また、0.7ボルトで動作することが確認され、低消費電力技術の目標である1ボルト以下で動作することも可能になった。、消費電力は1.5ピコジュール未満であった。これは、一般的なSSDよりも大幅に高速である。
「他のいくつかのタイプの不揮発性メモリはもう少し高速ですが、より高い電圧やより高い電力で動作します。「これらすべてのコンピューティング技術において、スピードとエネルギーはトレードオフの関係にあります。1ボルト以下で動作させながら、数十ナノ秒のスイッチングを実現していることは、非常に大きなことです」と、スタンフォード大学のピース・イエ教授(電気工学)であり、材料科学・工学の教授でもあるEric Pop氏は述べている。

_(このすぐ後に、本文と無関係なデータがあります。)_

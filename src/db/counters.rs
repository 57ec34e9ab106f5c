//! Denormalized lesson counters on `courses`.
//!
//! `total_lessons` and `total_duration` are adjusted by deltas in the same
//! transaction as the lesson write that causes them. `reconcile` rebuilds
//! them from the lessons table when they have drifted.

use serde::Serialize;
use sqlx::SqliteConnection;
use tracing::{info, warn};

use super::models::now;
use super::{begin_write, DbPool};

/// Change to apply to one course's counters
#[derive(Debug, Clone, Copy, Default, PartialEq, Eq)]
pub struct CounterDelta {
    pub lessons: i64,
    pub duration: i64,
}

impl CounterDelta {
    pub fn lesson_added(duration: i64) -> Self {
        Self {
            lessons: 1,
            duration,
        }
    }

    pub fn lesson_removed(duration: i64) -> Self {
        Self {
            lessons: -1,
            duration: -duration,
        }
    }

    pub fn duration_changed(old: i64, new: i64) -> Self {
        Self {
            lessons: 0,
            duration: new - old,
        }
    }

    pub fn is_zero(&self) -> bool {
        self.lessons == 0 && self.duration == 0
    }
}

/// Apply `delta` to the course row. Fails with `RowNotFound` when the course
/// is gone, which rolls back the caller's transaction.
pub async fn apply(
    conn: &mut SqliteConnection,
    course_id: &str,
    delta: CounterDelta,
) -> Result<(), sqlx::Error> {
    if delta.is_zero() {
        return Ok(());
    }

    let result = sqlx::query(
        r#"
        UPDATE courses
        SET total_lessons = total_lessons + ?,
            total_duration = total_duration + ?,
            updated_at = ?
        WHERE id = ?
        "#,
    )
    .bind(delta.lessons)
    .bind(delta.duration)
    .bind(now())
    .bind(course_id)
    .execute(&mut *conn)
    .await?;

    if result.rows_affected() == 0 {
        return Err(sqlx::Error::RowNotFound);
    }
    Ok(())
}

/// Fresh lesson count, used by the publish guard instead of the counter
pub async fn live_lesson_count(
    conn: &mut SqliteConnection,
    course_id: &str,
) -> Result<i64, sqlx::Error> {
    let (count,): (i64,) = sqlx::query_as("SELECT COUNT(*) FROM lessons WHERE course_id = ?")
        .bind(course_id)
        .fetch_one(&mut *conn)
        .await?;
    Ok(count)
}

/// A course whose stored counters disagree with its lessons
#[derive(Debug, Clone, PartialEq, Eq, Serialize, sqlx::FromRow)]
#[serde(rename_all = "camelCase")]
pub struct CounterDrift {
    pub course_id: String,
    pub title: String,
    pub stored_lessons: i64,
    pub stored_duration: i64,
    pub live_lessons: i64,
    pub live_duration: i64,
}

async fn drifted(conn: &mut SqliteConnection) -> Result<Vec<CounterDrift>, sqlx::Error> {
    sqlx::query_as(
        r#"
        SELECT c.id AS course_id,
               c.title AS title,
               c.total_lessons AS stored_lessons,
               c.total_duration AS stored_duration,
               COALESCE(l.live_lessons, 0) AS live_lessons,
               COALESCE(l.live_duration, 0) AS live_duration
        FROM courses c
        LEFT JOIN (
            SELECT course_id, COUNT(*) AS live_lessons, SUM(duration) AS live_duration
            FROM lessons
            GROUP BY course_id
        ) l ON l.course_id = c.id
        WHERE c.total_lessons != COALESCE(l.live_lessons, 0)
           OR c.total_duration != COALESCE(l.live_duration, 0)
        ORDER BY c.created_at
        "#,
    )
    .fetch_all(&mut *conn)
    .await
}

/// List drifted courses without changing anything
pub async fn find_drift(pool: &DbPool) -> Result<Vec<CounterDrift>, sqlx::Error> {
    let mut conn = pool.acquire().await?;
    drifted(&mut conn).await
}

/// Rewrite every drifted course's counters from its live lessons and return
/// what was fixed.
pub async fn reconcile(pool: &DbPool) -> Result<Vec<CounterDrift>, sqlx::Error> {
    let mut tx = begin_write(pool).await?;
    let drift = drifted(&mut tx).await?;

    let ts = now();
    for d in &drift {
        warn!(
            course_id = %d.course_id,
            stored_lessons = d.stored_lessons,
            live_lessons = d.live_lessons,
            stored_duration = d.stored_duration,
            live_duration = d.live_duration,
            "Course counters drifted, rewriting"
        );
        sqlx::query(
            "UPDATE courses SET total_lessons = ?, total_duration = ?, updated_at = ? WHERE id = ?",
        )
        .bind(d.live_lessons)
        .bind(d.live_duration)
        .bind(&ts)
        .bind(&d.course_id)
        .execute(&mut *tx)
        .await?;
    }

    tx.commit().await?;
    info!(fixed = drift.len(), "Counter reconciliation finished");
    Ok(drift)
}

#[cfg(test)]
mod tests {
    use super::*;
    use crate::db::test_pool;

    async fn seed_course(pool: &DbPool) {
        sqlx::query("INSERT INTO users (id, name, email, password_hash) VALUES ('u1', 'U', 'u@x.io', 'h')")
            .execute(pool)
            .await
            .unwrap();
        sqlx::query(
            "INSERT INTO courses (id, title, slug, description, instructor_id, category, level) \
             VALUES ('c1', 'T', 't', 'D', 'u1', 'design', 'beginner')",
        )
        .execute(pool)
        .await
        .unwrap();
    }

    async fn add_lesson(pool: &DbPool, id: &str, duration: i64) {
        sqlx::query(
            "INSERT INTO lessons (id, title, slug, course_id, sort_order, duration) VALUES (?, ?, ?, 'c1', 1, ?)",
        )
        .bind(id)
        .bind(id)
        .bind(id)
        .bind(duration)
        .execute(pool)
        .await
        .unwrap();
    }

    async fn stored(pool: &DbPool) -> (i64, i64) {
        sqlx::query_as("SELECT total_lessons, total_duration FROM courses WHERE id = 'c1'")
            .fetch_one(pool)
            .await
            .unwrap()
    }

    #[test]
    fn test_delta_constructors() {
        assert_eq!(CounterDelta::lesson_added(60), CounterDelta { lessons: 1, duration: 60 });
        assert_eq!(CounterDelta::lesson_removed(60), CounterDelta { lessons: -1, duration: -60 });
        assert_eq!(CounterDelta::duration_changed(60, 0).duration, -60);
        assert!(CounterDelta::duration_changed(5, 5).is_zero());
    }

    #[tokio::test]
    async fn test_apply_adjusts_counters() {
        let pool = test_pool().await;
        seed_course(&pool).await;
        let mut conn = pool.acquire().await.unwrap();

        apply(&mut conn, "c1", CounterDelta::lesson_added(120)).await.unwrap();
        apply(&mut conn, "c1", CounterDelta::lesson_added(30)).await.unwrap();
        apply(&mut conn, "c1", CounterDelta::duration_changed(30, 0)).await.unwrap();
        drop(conn);

        assert_eq!(stored(&pool).await, (2, 120));
    }

    #[tokio::test]
    async fn test_apply_missing_course_is_row_not_found() {
        let pool = test_pool().await;
        let mut conn = pool.acquire().await.unwrap();
        let err = apply(&mut conn, "nope", CounterDelta::lesson_added(1)).await.unwrap_err();
        assert!(matches!(err, sqlx::Error::RowNotFound));
    }

    #[tokio::test]
    async fn test_live_lesson_count() {
        let pool = test_pool().await;
        seed_course(&pool).await;
        add_lesson(&pool, "a", 100).await;
        add_lesson(&pool, "b", 20).await;
        let mut conn = pool.acquire().await.unwrap();

        assert_eq!(live_lesson_count(&mut conn, "c1").await.unwrap(), 2);
        assert_eq!(live_lesson_count(&mut conn, "other").await.unwrap(), 0);
    }

    #[tokio::test]
    async fn test_reconcile_repairs_drift() {
        let pool = test_pool().await;
        seed_course(&pool).await;
        // Lessons inserted behind the counters' back.
        add_lesson(&pool, "a", 100).await;
        add_lesson(&pool, "b", 20).await;

        let drift = find_drift(&pool).await.unwrap();
        assert_eq!(drift.len(), 1);
        assert_eq!(drift[0].stored_lessons, 0);
        assert_eq!(drift[0].live_duration, 120);

        let fixed = reconcile(&pool).await.unwrap();
        assert_eq!(fixed.len(), 1);
        assert_eq!(stored(&pool).await, (2, 120));
        assert!(find_drift(&pool).await.unwrap().is_empty());
    }
}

さらに、抵抗ドリフトの程度が低く、約2億回のスイッチング・サイクルに耐え、8つの異なる抵抗状態としてデータを保存できるため、デバイスごとのマルチビット・ストレージやアナログ機械学習回路に使用できる。また、理論的には華氏248度(摂氏120度)以上の温度でも10年以上データを保持できるという。これは、「PCM技術の基本的なトレードオフを超える」ものであり、「優れたデバイス性能」をもたらすものである、と研究者らは述べている。
超格子はまた、小さなスペースに大量のメモリセルを詰め込んでいる。研究者たちは、メモリセルを直径40ナノメートル(コロナウイルスの半分以下)まで縮小した。これは、コロナウイルスの半分以下の大きさである。しかし、研究者たちは、メモリを垂直方向に積み重ねることでこれを補う方法を模索している。
「製造温度は、必要な温度よりかなり低いのです。人々は、密度を高めるために何千もの層でメモリを積層することについて話しています。このタイプのメモリは、そのような将来の3次元積層を可能にします」と、Pop氏。
この素材は、耐久性やスピードといった単一の指標を向上させるだけでなく、複数の指標を同時に向上させるという。また、研究者たちは、この材料を「我々が作った中で最も現実的で産業界に適したもの」であり、ユニバーサル・メモリに向けた重要な一歩であるとも述べている。
論文
- Nature: Novel nanocomposite-superlattices for low energy and high stability nanoscale phase-change memory
参考文献
- Stanford University: New candidate for universal memory is fast, low-power, stable, and long-lasting
- IEEE Spectrum: Nanostructures Bring Gains for Phase-Change Memory
研究の要旨
データ中心のアプリケーションは、相変化メモリ(PCM)をベースとするものを含め、今日のコンピューティング・システムにおけるエネルギー効率の限界に挑戦している。この技術は、高密度メモリー・アレイで成功するためには、ナノスケールの寸法で低消費電力と安定動作を達成しなければならない。ここでは、相変化材料超格子とナノコンポジット(Ge4Sb6Te7ベース)の新しい組み合わせを使用し、CMOS互換基板上の超格子技術としてはこれまでで最小寸法(約40nm)のPCMデバイスで、記録的な低電力密度≈5MW/cm2、スイッチング電圧≈0.7V(最新のロジックプロセッサと互換)を達成しました。これらのデバイスは同時に、8つの抵抗状態を持つ低抵抗ドリフト、優れた耐久性(≒2×108サイクル)、および高速スイッチング(≒40ナノ秒)を示している。効率的なスイッチングは、超格子材料内の強い熱閉じ込めとナノスケールのデバイス寸法によって可能になった。Ge4Sb6Te7ナノコンポジットの微細構造特性とその高い結晶化温度が、我々の超格子PCMデバイスの高速スイッチング速度と安定性を保証している。これらの結果は、PCM技術をエネルギー効率の高いデータストレージとコンピューティングのフロントランナーの1つとして再確立するものである。